Candace Cortiella: There’s been a lot happening over the past few years with regards to the ADA. Can you give a brief overview of the events that have occurred, including these regulations?

 

Jo Anne Simon: Sure. I’ll explain where [the new regulations] fit into the picture. But there are two basic things that have happened in the last few years. One is that the ADA Amendments Act was passed in 2008. That was legislation that sought to restore the original intent of the Americans with Disabilities Act in terms of the people it sought to protect. And I’ll explain a little bit about that.

 

When you go to court to assert your rights under the ADA, there will be lawyers on both sides, your lawyers and the other person’s lawyers. And the other person’s lawyers were taking the definition of disability and parsing it out and then picking it apart, phrase by phrase. For example, they would latch on to whether you were “substantially limited” and what did that [phrase] mean. They would latch on to whether you were “substantially limited in a major life activity” and what were [those] major life activities. And so that got picked apart (oftentimes in cases where it was absolutely ridiculous) that the person was found not to have a disability. But that’s because at some level, it’s been blamed on just an unhelpful articulation of what it meant to have a disability.

 

And so the ADA Amendments Act, which was originally called the ADA Restoration Act, was meant to change and to confirm that the people that the law meant to protect were still protected, that this was meant to be liberally construed. It was meant to protect more people than not.
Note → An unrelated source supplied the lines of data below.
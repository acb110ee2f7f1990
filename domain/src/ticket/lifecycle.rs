//! Ticket lifecycle transition table
//!
//! The table is **total**: every [`TicketState`] has an entry, possibly
//! empty. An empty entry means "no transitions allowed", so a terminal
//! state can never be left and the guard never falls through to a default.
//!
//! ```text
//! backlog ──▶ research ──▶ plan_approval ──▶ in_progress ──▶ verification ──▶ done
//!    ▲           │ ▲             │               │ ▲             │
//!    └───────────┘ └─────────────┘               │ └─────────────┘
//!                  └─────────────────────────────┘
//! ```
//!
//! Backward edges are the rework paths: research can be sent back to the
//! backlog, a rejected plan returns to research, implementation can reopen
//! research, and failed verification returns to implementation.

use super::state::TicketState;
use crate::core::error::DomainError;
use std::collections::BTreeMap;

/// Directed adjacency table of guarded lifecycle transitions.
#[derive(Debug, Clone, PartialEq, Eq)]
pub struct TransitionTable {
    edges: BTreeMap<TicketState, Vec<TicketState>>,
}

impl TransitionTable {
    /// Build a table from explicit edges.
    ///
    /// States without an entry get an empty one. Duplicate targets are
    /// collapsed, keeping the first occurrence. Self-loops are rejected.
    pub fn from_edges(
        edges: impl IntoIterator<Item = (TicketState, Vec<TicketState>)>,
    ) -> Result<Self, DomainError> {
        let mut table: BTreeMap<TicketState, Vec<TicketState>> =
            TicketState::ALL.iter().map(|s| (*s, Vec::new())).collect();

        for (from, targets) in edges {
            let entry = table.entry(from).or_default();
            for to in targets {
                if to == from {
                    return Err(DomainError::InvalidTransitionTable(format!(
                        "self-loop on '{}'",
                        from
                    )));
                }
                if !entry.contains(&to) {
                    entry.push(to);
                }
            }
        }

        Ok(Self { edges: table })
    }

    /// States reachable from `from` by one guarded transition.
    pub fn targets(&self, from: TicketState) -> &[TicketState] {
        self.edges.get(&from).map(Vec::as_slice).unwrap_or(&[])
    }

    /// `true` iff `to` appears in `from`'s adjacency entry.
    pub fn is_valid_transition(&self, from: TicketState, to: TicketState) -> bool {
        self.targets(from).contains(&to)
    }

    /// Guard form of [`is_valid_transition`](Self::is_valid_transition).
    pub fn check(&self, from: TicketState, to: TicketState) -> Result<(), DomainError> {
        if self.is_valid_transition(from, to) {
            Ok(())
        } else {
            Err(DomainError::InvalidTransition { from, to })
        }
    }

    /// A state with no outgoing edges.
    pub fn is_terminal(&self, state: TicketState) -> bool {
        self.targets(state).is_empty()
    }

    /// Iterate entries in lifecycle order.
    pub fn entries(&self) -> impl Iterator<Item = (TicketState, &[TicketState])> {
        self.edges.iter().map(|(from, to)| (*from, to.as_slice()))
    }
}

impl Default for TransitionTable {
    /// The canonical six-stage lifecycle.
    fn default() -> Self {
        use TicketState::*;
        let edges = BTreeMap::from([
            (Backlog, vec![Research]),
            (Research, vec![PlanApproval, Backlog]),
            (PlanApproval, vec![InProgress, Research]),
            (InProgress, vec![Verification, Research]),
            (Verification, vec![Done, InProgress]),
            (Done, vec![]),
        ]);
        Self { edges }
    }
}
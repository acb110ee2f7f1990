//! Comment tool: post_comment

use board_application::context::{ExecutionContext, parse_params};
use board_domain::{FieldKind, ObjectSchema, ToolDefinition, ToolError, ToolResult};
use serde::Deserialize;
use serde_json::{Value, json};

/// Tool name constant
pub const POST_COMMENT: &str = "post_comment";

pub fn post_comment_definition() -> ToolDefinition {
    ToolDefinition::new(
        POST_COMMENT,
        "Post a comment on a ticket as the acting persona",
        ObjectSchema::new()
            .required("content", FieldKind::String, "Comment text (markdown)")
            .optional(
                "ticket_id",
                FieldKind::String,
                "Ticket id; defaults to the ticket of the current run",
            ),
    )
}

#[derive(Debug, Deserialize)]
struct PostCommentParams {
    content: String,
    ticket_id: Option<String>,
}

pub struct PostCommentTool {
    definition: ToolDefinition,
}

impl PostCommentTool {
    pub fn new() -> Self {
        Self {
            definition: post_comment_definition(),
        }
    }

    async fn execute(&self, params: Value, ctx: &ExecutionContext) -> Result<ToolResult, ToolError> {
        let params: PostCommentParams = parse_params(&self.definition, &params)?;
        if params.content.trim().is_empty() {
            return Err(ToolError::invalid_argument("post_comment: content must not be empty"));
        }

        let persona_id = ctx.require_persona_id()?;
        let db = ctx.require_db()?;
        let ticket_id = ctx.resolve_ticket_id(params.ticket_id.as_deref())?;

        let comment = db
            .create_comment(&ticket_id, persona_id, &params.content)
            .await?;
        tracing::debug!(ticket_id = %ticket_id, comment_id = %comment.id, "Posted comment");

        Ok(ToolResult::success(
            POST_COMMENT,
            format!("Posted comment {} on {}", comment.id, ticket_id),
        )
        .with_extra(json!({ "comment_id": comment.id })))
    }
}

impl Default for PostCommentTool {
    fn default() -> Self {
        Self::new()
    }
}

impl_tool!(PostCommentTool);

#[cfg(test)]
mod tests {
    use super::*;
    use crate::storage::InMemoryDatabase;
    use crate::tools::test_support::{context, workspace_in};
    use board_application::ports::database::DatabaseOperations;
    use board_application::ports::tool_executor::Tool;
    use board_domain::Ticket;
    use std::sync::Arc;

    async fn db() -> Arc<InMemoryDatabase> {
        let db = Arc::new(InMemoryDatabase::new());
        db.insert_ticket(Ticket::new("T-1", "P-1", "Add login")).await;
        db
    }

    #[tokio::test]
    async fn test_post_comment_as_persona() {
        let dir = tempfile::tempdir().unwrap();
        let db = db().await;
        let ctx = context(
            workspace_in(dir.path(), Some("dev-1")),
            Some(db.clone() as Arc<dyn DatabaseOperations>),
        );

        let result = PostCommentTool::new()
            .handle(json!({"content": "Looks good"}), &ctx)
            .await;

        assert!(result.is_success());
        let comments = db.comments_for("T-1").await;
        assert_eq!(comments.len(), 1);
        assert_eq!(comments[0].persona_id, "dev-1");
        assert_eq!(comments[0].content, "Looks good");
    }

    #[tokio::test]
    async fn test_missing_persona_writes_nothing() {
        let dir = tempfile::tempdir().unwrap();
        let db = db().await;
        let ctx = context(
            workspace_in(dir.path(), None),
            Some(db.clone() as Arc<dyn DatabaseOperations>),
        );

        let result = PostCommentTool::new()
            .handle(json!({"content": "hello"}), &ctx)
            .await;

        let err = result.error().unwrap();
        assert_eq!(err.code, "MISSING_CONTEXT");
        assert!(err.message.contains("persona"));
        assert!(db.comments_for("T-1").await.is_empty());
    }

    #[tokio::test]
    async fn test_unknown_ticket_reports_backend_message() {
        let dir = tempfile::tempdir().unwrap();
        let ctx = context(
            workspace_in(dir.path(), Some("dev-1")),
            Some(db().await as Arc<dyn DatabaseOperations>),
        );

        let result = PostCommentTool::new()
            .handle(json!({"content": "hi", "ticket_id": "T-9"}), &ctx)
            .await;

        let err = result.error().unwrap();
        assert_eq!(err.code, "NOT_FOUND");
        assert!(err.message.contains("T-9"));
    }
}
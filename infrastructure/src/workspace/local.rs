//! Local checkout executor.
//!
//! Every path an agent names is resolved against the workspace root and
//! rejected if it lexically escapes it. Symlinks inside the checkout are
//! followed as-is; this is an allowlist surface, not a sandbox.

use async_trait::async_trait;
use board_application::ports::workspace_executor::{
    CommandOutput, RunOptions, WorkspaceError, WorkspaceExecutor,
};
use std::path::{Component, Path, PathBuf};
use std::process::Stdio;
use tokio::process::Command;
use tracing::debug;

pub struct LocalWorkspaceExecutor {
    root: PathBuf,
}

impl LocalWorkspaceExecutor {
    pub fn new(root: impl Into<PathBuf>) -> Self {
        Self { root: root.into() }
    }

    /// Resolve `path` under the root without touching the filesystem.
    pub fn resolve(&self, path: &str) -> Result<PathBuf, WorkspaceError> {
        let candidate = Path::new(path);
        let relative = if candidate.is_absolute() {
            candidate
                .strip_prefix(&self.root)
                .map_err(|_| WorkspaceError::OutsideWorkspace(path.to_string()))?
        } else {
            candidate
        };

        let mut resolved = self.root.clone();
        let mut depth = 0usize;
        for component in relative.components() {
            match component {
                Component::Normal(part) => {
                    resolved.push(part);
                    depth += 1;
                }
                Component::CurDir => {}
                Component::ParentDir => {
                    if depth == 0 {
                        return Err(WorkspaceError::OutsideWorkspace(path.to_string()));
                    }
                    resolved.pop();
                    depth -= 1;
                }
                Component::RootDir | Component::Prefix(_) => {
                    return Err(WorkspaceError::OutsideWorkspace(path.to_string()));
                }
            }
        }
        Ok(resolved)
    }

    fn io_error(path: &str, err: std::io::Error) -> WorkspaceError {
        match err.kind() {
            std::io::ErrorKind::NotFound => WorkspaceError::NotFound(path.to_string()),
            _ => WorkspaceError::Io(format!("{}: {}", path, err)),
        }
    }
}

#[async_trait]
impl WorkspaceExecutor for LocalWorkspaceExecutor {
    fn root(&self) -> &Path {
        &self.root
    }

    async fn run(
        &self,
        command: &str,
        args: &[String],
        options: RunOptions,
    ) -> Result<CommandOutput, WorkspaceError> {
        let cwd = match &options.cwd {
            Some(dir) => self.resolve(&dir.to_string_lossy())?,
            None => self.root.clone(),
        };

        debug!(command, ?args, cwd = %cwd.display(), timeout_secs = options.timeout.as_secs(), "Running command");

        let child = Command::new(command)
            .args(args)
            .current_dir(&cwd)
            .stdin(Stdio::null())
            .stdout(Stdio::piped())
            .stderr(Stdio::piped())
            .kill_on_drop(true)
            .spawn()
            .map_err(|e| WorkspaceError::Spawn(format!("{}: {}", command, e)))?;

        // Dropping the future on timeout drops the child, which kills it.
        let output = tokio::time::timeout(options.timeout, child.wait_with_output())
            .await
            .map_err(|_| WorkspaceError::Timeout(options.timeout))?
            .map_err(|e| WorkspaceError::Io(format!("{}: {}", command, e)))?;

        Ok(CommandOutput {
            stdout: String::from_utf8_lossy(&output.stdout).into_owned(),
            stderr: String::from_utf8_lossy(&output.stderr).into_owned(),
            exit_code: output.status.code().unwrap_or(-1),
        })
    }

    async fn read_file(&self, path: &str) -> Result<String, WorkspaceError> {
        let full = self.resolve(path)?;
        if full.is_dir() {
            return Err(WorkspaceError::Io(format!("{} is a directory", path)));
        }
        tokio::fs::read_to_string(&full)
            .await
            .map_err(|e| Self::io_error(path, e))
    }

    async fn write_file(&self, path: &str, content: &str) -> Result<(), WorkspaceError> {
        let full = self.resolve(path)?;
        if let Some(parent) = full.parent() {
            tokio::fs::create_dir_all(parent)
                .await
                .map_err(|e| Self::io_error(path, e))?;
        }
        tokio::fs::write(&full, content)
            .await
            .map_err(|e| Self::io_error(path, e))
    }

    async fn list_files(&self, pattern: &str) -> Result<Vec<String>, WorkspaceError> {
        // Validate the literal prefix stays inside the root; glob metacharacters
        // never contain separators that could climb out.
        let full = self.resolve(pattern)?;
        let root = self.root.clone();
        let relative = full
            .strip_prefix(&root)
            .map_err(|_| WorkspaceError::OutsideWorkspace(pattern.to_string()))?;
        let full_pattern = format!(
            "{}/{}",
            glob::Pattern::escape(&root.to_string_lossy()),
            relative.to_string_lossy()
        );

        let paths = glob::glob(&full_pattern)
            .map_err(|e| WorkspaceError::InvalidPattern(format!("{}: {}", pattern, e)))?;

        let mut files: Vec<String> = paths
            .filter_map(Result::ok)
            .filter(|p| p.is_file())
            .filter_map(|p| {
                p.strip_prefix(&root)
                    .ok()
                    .map(|rel| rel.to_string_lossy().replace('\\', "/"))
            })
            .collect();
        files.sort();
        Ok(files)
    }
}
It was meant not to exclude people with impairments that weren’t extraordinarily severe impairments because those people are discriminated against too.

 

And the whole nature of the ADA was to not discriminate against people who had disabilities. Not that you could only discriminate against those with minor disabilities. That’s not what the law was meant to do. And so the ADA Amendments Act brought it back full circle to where Congress originally intended, for people with disabilities to be protected.

 

In September of 2008 that law was finalized. The Equal Employment Opportunity Commission (EEOC) was given the charge to go back and fix the regulations and specifically to look at what they interpreted “substantially limits” to mean a significant restriction.

 

And Congress said, “We don’t need a significant restriction. You have to go back and fix that language and make sure that it’s clear that people are protected who might not have a significant restriction in a major life activity.” So the federal rule-making process began. The EEOC, the agency responsible for doing this, got together. They came up with proposed regulations. Those were issued late in 2008. But then we had a presidential election. Whenever there’s a new administration all the regulations that are in the middle of being done are put on hold. The new administration then staffs it differently, and they may or may not make some changes. And then they issue them for a public comment.